Now look at your list again. #1 should be the user who is most on message, with a lot of posts and recent activity, who has a long history on the site and whose negative social signals (there are usually some, particularly for long-time, popular posters. That’s fine; just try to stay away from universally reviled people). This is the first person you want to approach.
And, how do you approach them? Handle this both indirectly and directly. Indirectly by promoting their posts, topics and replies, with up votes, applause, positive ensuing comments and making their topics sticky – whatever your software allows which provides them with attention and positive reinforcement. Don’t do this all at once – spread it out over time. You’re in a marathon, not a sprint here. Provide the same indirect positive reinforcement to your other candidates, but less as you go down your list.

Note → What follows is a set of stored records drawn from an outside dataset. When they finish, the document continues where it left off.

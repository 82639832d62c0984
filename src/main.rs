#![cfg_attr(target_os = "windows", windows_subsystem = "windows")]

use anyhow::{Context, Result};
use clap::Parser;
use std::process::ExitCode;
use tracing::{error, info};

mod bench;
mod cli;
mod client;
mod config;
mod desktop;
mod dispatcher;
mod error;
mod history;
mod logger;
mod prompt;
mod settings;
mod sink;
mod store;
#[cfg(windows)]
mod tray;
#[cfg(windows)]
mod ui;

use cli::{App, Cli};
use config::{AppPaths, Overrides, Profile};

fn main() -> ExitCode {
    let cli = Cli::parse();
    let dir = cli.data_dir.clone().unwrap_or_else(AppPaths::exe_dir);
    logger::init(&dir);

    match start(cli, dir) {
        Ok(code) => code,
        Err(e) => {
            error!("{:#}", e);
            ExitCode::FAILURE
        }
    }
}

fn start(cli: Cli, dir: std::path::PathBuf) -> Result<ExitCode> {
    // Validated by clap's value parser.
    let profile = Profile::by_name(&cli.profile).context("unknown profile")?;
    let paths = AppPaths::new(dir, &profile);
    info!(profile = profile.name, dir = %paths.dir().display(), "starting");

    let rt = tokio::runtime::Runtime::new().context("tokio runtime")?;
    let app = {
        let _guard = rt.enter();
        App::build(profile, paths, &cli.api_base, Overrides::from_env())
    };

    match cli.command {
        #[cfg(windows)]
        None | Some(cli::Command::Tray) => {
            run_tray(rt, app);
            Ok(ExitCode::SUCCESS)
        }
        #[cfg(not(windows))]
        None => {
            use clap::CommandFactory;
            Cli::command().print_help()?;
            Ok(ExitCode::SUCCESS)
        }
        Some(command) => {
            #[cfg(windows)]
            attach_console();
            rt.block_on(cli::execute(&app, command))
        }
    }
}

/// GUI-subsystem builds have no console; borrow the parent's so CLI output shows.
#[cfg(windows)]
fn attach_console() {
    use windows::Win32::System::Console::{AttachConsole, ATTACH_PARENT_PROCESS};
    unsafe {
        let _ = AttachConsole(ATTACH_PARENT_PROCESS);
    }
}

#[cfg(windows)]
fn run_tray(rt: tokio::runtime::Runtime, app: App) {
    use std::sync::mpsc;

    let (action_tx, action_rx) = mpsc::channel::<tray::Action>();
    let (refresh_tx, refresh_rx) = mpsc::channel::<()>();

    tray::spawn_hotkey_listener(action_tx.clone());
    tray::spawn_tray(app.settings().clone(), action_tx, refresh_rx);

    if app.settings().load().api_key.is_none() {
        desktop::toast(config::APP_TITLE, "API Key not set. Please configure it in settings.");
    } else {
        desktop::toast(config::APP_TITLE, "Ready. Press Alt+F3 to run the clipboard through the selected prompt.");
    }

    let handle = rt.handle().clone();
    tray::spawn_worker(rt, app.clone(), action_rx);

    // The window's event loop owns the main thread.
    ui::run(app, handle, refresh_tx);
}
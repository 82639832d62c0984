//! Key/value persistence for settings and history.

use serde_json::{Map, Value};
use std::fs;
use std::path::PathBuf;
use std::sync::Mutex;
use tracing::warn;

use crate::error::StoreError;

/// A flat JSON key/value area, the moral equivalent of extension storage.
pub trait KeyValueStore: Send + Sync {
    /// Read every stored key.
    fn get_all(&self) -> Result<Map<String, Value>, StoreError>;

    /// Merge `items` into the stored keys.
    fn set(&self, items: Map<String, Value>) -> Result<(), StoreError>;

    fn get(&self, key: &str) -> Result<Option<Value>, StoreError> {
        Ok(self.get_all()?.remove(key))
    }
}

/// One JSON object per file. A missing file reads as an empty area. Writes go
/// through a temp file renamed into place, so an interrupted write leaves the
/// previous content intact.
pub struct JsonFileStore {
    path: PathBuf,
    lock: Mutex<()>,
}

impl JsonFileStore {
    pub fn new(path: impl Into<PathBuf>) -> Self {
        Self { path: path.into(), lock: Mutex::new(()) }
    }

    fn read(&self) -> Result<Map<String, Value>, StoreError> {
        let raw = match fs::read_to_string(&self.path) {
            Ok(s) => s,
            Err(e) if e.kind() == std::io::ErrorKind::NotFound => return Ok(Map::new()),
            Err(e) => return Err(e.into()),
        };
        if raw.trim().is_empty() {
            return Ok(Map::new());
        }
        match serde_json::from_str::<Value>(&raw)? {
            Value::Object(map) => Ok(map),
            _ => Err(StoreError::NotAnObject(self.path.display().to_string())),
        }
    }
}

impl KeyValueStore for JsonFileStore {
    fn get_all(&self) -> Result<Map<String, Value>, StoreError> {
        let _guard = self.lock.lock().unwrap_or_else(|p| p.into_inner());
        self.read()
    }

    fn set(&self, items: Map<String, Value>) -> Result<(), StoreError> {
        let _guard = self.lock.lock().unwrap_or_else(|p| p.into_inner());
        let mut current = match self.read() {
            Ok(map) => map,
            Err(StoreError::Io(e)) => return Err(StoreError::Io(e)),
            Err(e) => {
                warn!("{} is unreadable and will be replaced: {}", self.path.display(), e);
                Map::new()
            }
        };
        current.extend(items);
        if let Some(dir) = self.path.parent() {
            if !dir.as_os_str().is_empty() {
                fs::create_dir_all(dir)?;
            }
        }
        let s = serde_json::to_string_pretty(&Value::Object(current))?;
        let tmp = self.path.with_extension("json.tmp");
        fs::write(&tmp, s)?;
        fs::rename(&tmp, &self.path)?;
        Ok(())
    }
}

/// In-memory area used by tests.
#[cfg(test)]
#[derive(Default)]
pub struct MemoryStore {
    items: Mutex<Map<String, Value>>,
}

#[cfg(test)]
impl MemoryStore {
    pub fn with(items: Value) -> Self {
        let items = match items {
            Value::Object(map) => map,
            _ => Map::new(),
        };
        Self { items: Mutex::new(items) }
    }
}

#[cfg(test)]
impl KeyValueStore for MemoryStore {
    fn get_all(&self) -> Result<Map<String, Value>, StoreError> {
        Ok(self.items.lock().unwrap().clone())
    }

    fn set(&self, items: Map<String, Value>) -> Result<(), StoreError> {
        self.items.lock().unwrap().extend(items);
        Ok(())
    }
}

/// Store whose every operation fails, for exercising fallback paths.
#[cfg(test)]
pub struct BrokenStore;

#[cfg(test)]
impl KeyValueStore for BrokenStore {
    fn get_all(&self) -> Result<Map<String, Value>, StoreError> {
        Err(StoreError::Io(std::io::Error::new(std::io::ErrorKind::Other, "disk gone")))
    }

    fn set(&self, _items: Map<String, Value>) -> Result<(), StoreError> {
        Err(StoreError::Io(std::io::Error::new(std::io::ErrorKind::Other, "disk gone")))
    }
}

#[cfg(test)]
#[path = "store_tests.rs"]
mod tests;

The direct approach: engage them, both openly on the boards and in private messages (most sites have the means to do this). You should out and out flatter them. Instead, offer encouragement or point out their posts that you find interesting. Or tell them about others’ posts that you feel might interest them. Again, don’t do this all at once. Offer these little tidbits gradually.
Every few months or so, review your list and consider whether to add or drop anyone. If you’ve made friends with these users then of course don’t drop them from your personal life just because they’ve gone off message too much! But certainly curtail your official Community Manager messages to them if there are others who would be more receptive.
Why do you want to do this?
Superstar users can help to bring your site out of a funk. They can (and do) make you aware of spam. Superstar users create and promote good content. They help trolls lose their power. They can help to calm the site down and ease it into and out of transitions. You can count on them.
However, they need to feel valued. And, even more importantly, they need to feel that you don’t just call on them when you want something. Provide positive reinforcement when there is no crisis and you’ll be able to call on them when there is one. And the corollary is true as well: superstar users, if unappreciated, will leave, and other users will follow them out of your forum. Ignore them at your peril.